[YOUR GOAL] The answer must consist of every line below that contains the word "ProtocolError".

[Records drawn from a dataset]
══════════════════════════════
//! Error and notice fields reported by the server.
use bytes::{Buf, Bytes};
use std::fmt;

use super::ProtocolError;
use crate::ext::BytesExt;

/// SQLSTATE reported when a command is canceled by user request.
pub const QUERY_CANCELED: &str = "57014";

/// An error reported by the server through `ErrorResponse`.
///
/// <https://www.postgresql.org/docs/current/protocol-error-fields.html>
#[derive(Clone, Default, PartialEq, Eq)]
pub struct DatabaseError {
    /// `ERROR`, `FATAL`, or `PANIC` (in an error message), or `WARNING`, `NOTICE`, `DEBUG`, `INFO`,
    /// or `LOG` (in a notice message), possibly localized.
    pub severity: String,
    /// Same as `severity`, never localized. Absent on servers older than 9.6.
    pub severity_nonlocalized: Option<String>,
    /// The SQLSTATE code for the error.
    pub code: String,
    /// The primary human-readable error message.
    pub message: String,
    pub detail: Option<String>,
    pub hint: Option<String>,
    /// Error cursor position as an index into the original query string, counted in characters from 1.
    pub position: Option<u32>,
    pub internal_position: Option<u32>,
    pub internal_query: Option<String>,
    /// Context in which the error occurred, like a call stack traceback.
    pub where_: Option<String>,
    pub schema: Option<String>,
    pub table: Option<String>,
    pub column: Option<String>,
    pub data_type: Option<String>,
    pub constraint: Option<String>,
    pub file: Option<String>,
    pub line: Option<u32>,
    pub routine: Option<String>,
}

/// A warning or informational message sent by the server.
///
/// Shares the field layout of [`DatabaseError`].
pub type Notice = DatabaseError;

/// Asynchronous notification from `NOTIFY`.
#[derive(Debug, Clone, PartialEq, Eq)]
pub struct Notification {
    /// The process ID of the notifying backend process.
    pub process_id: u32,
    /// The name of the channel that the notify has been raised on.
    pub channel: String,
    /// The "payload" string passed from the notifying process.
    pub payload: String,
}

impl DatabaseError {
    /// Parse `ErrorResponse` or `NoticeResponse` body.
    pub fn parse(mut body: Bytes) -> Result<DatabaseError, ProtocolError> {
        let mut me = DatabaseError::default();

        loop {
            let field = body.try_get_u8()?;
            if field == 0 {
                break;
            }
            let value = body.get_nul_string()?;
            match field {
                b'S' => me.severity = value,
                b'V' => me.severity_nonlocalized = Some(value),
                b'C' => me.code = value,
                b'M' => me.message = value,
                b'D' => me.detail = Some(value),
                b'H' => me.hint = Some(value),
                b'P' => me.position = value.parse().ok(),
                b'p' => me.internal_position = value.parse().ok(),
                b'q' => me.internal_query = Some(value),
                b'W' => me.where_ = Some(value),
                b's' => me.schema = Some(value),
                b't' => me.table = Some(value),
                b'c' => me.column = Some(value),
                b'd' => me.data_type = Some(value),
                b'n' => me.constraint = Some(value),
                b'F' => me.file = Some(value),
                b'L' => me.line = value.parse().ok(),
                b'R' => me.routine = Some(value),
                // frontends should silently ignore fields of unrecognized type
                _ => {}
            }
        }

        Ok(me)
    }

    /// Construct an error carrying only a code and message.
    pub(crate) fn new(code: &str, message: impl Into<String>) -> DatabaseError {
        DatabaseError {
            severity: "ERROR".into(),
            code: code.into(),
            message: message.into(),
            ..Default::default()
        }
    }

    /// The SQLSTATE code.
    pub fn code(&self) -> &str {
        &self.code
    }

    /// Returns `true` if the command was canceled by user request.
    pub fn is_query_canceled(&self) -> bool {
        self.code == QUERY_CANCELED
    }

    /// Returns `true` if the server is about to terminate the session.
    pub fn is_fatal(&self) -> bool {
        let severity = self.severity_nonlocalized.as_deref().unwrap_or(&self.severity);
        matches!(severity, "FATAL" | "PANIC")
    }

    /// Returns `true` for invalid authorization specification and invalid password class.
    pub fn is_auth_failure(&self) -> bool {
        self.code.starts_with("28")
    }
}

impl std::error::Error for DatabaseError { }

impl fmt::Display for DatabaseError {
    fn fmt(&self, f: &mut fmt::Formatter<'_>) -> fmt::Result {
        write!(f, "{}: {} (SQLSTATE {})", self.severity, self.message, self.code)?;
        if let Some(detail) = &self.detail {
            write!(f, "\nDETAIL: {detail}")?;
        }
        if let Some(hint) = &self.hint {
            write!(f, "\nHINT: {hint}")?;
        }
        Ok(())
    }
}

impl fmt::Debug for DatabaseError {
    fn fmt(&self, f: &mut fmt::Formatter<'_>) -> fmt::Result {
        write!(f, "\"{self}\"")
    }
}

#[cfg(test)]
mod test {
    use super::*;

    #[test]
    fn parse_fields() {
        let body = Bytes::from_static(
            b"SERROR\0VERROR\0C23505\0Mduplicate key\0Dkey (id)=(1) exists\0P12\0tusers\0Zunknown\0\0",
        );
        let err = DatabaseError::parse(body).unwrap();
        assert_eq!(err.code(), "23505");
        assert_eq!(err.message, "duplicate key");
        assert_eq!(err.detail.as_deref(), Some("key (id)=(1) exists"));
        assert_eq!(err.position, Some(12));
        assert_eq!(err.table.as_deref(), Some("users"));
        assert!(!err.is_fatal());
        assert!(!err.is_query_canceled());
    }

    #[test]
    fn missing_terminator() {
        assert!(DatabaseError::parse(Bytes::from_static(b"SERROR\0")).is_err());
    }
}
══════════════════════════════
[OUTPUT OF THE EXERCISE]
use super::ProtocolError;
    pub fn parse(mut body: Bytes) -> Result<DatabaseError, ProtocolError> {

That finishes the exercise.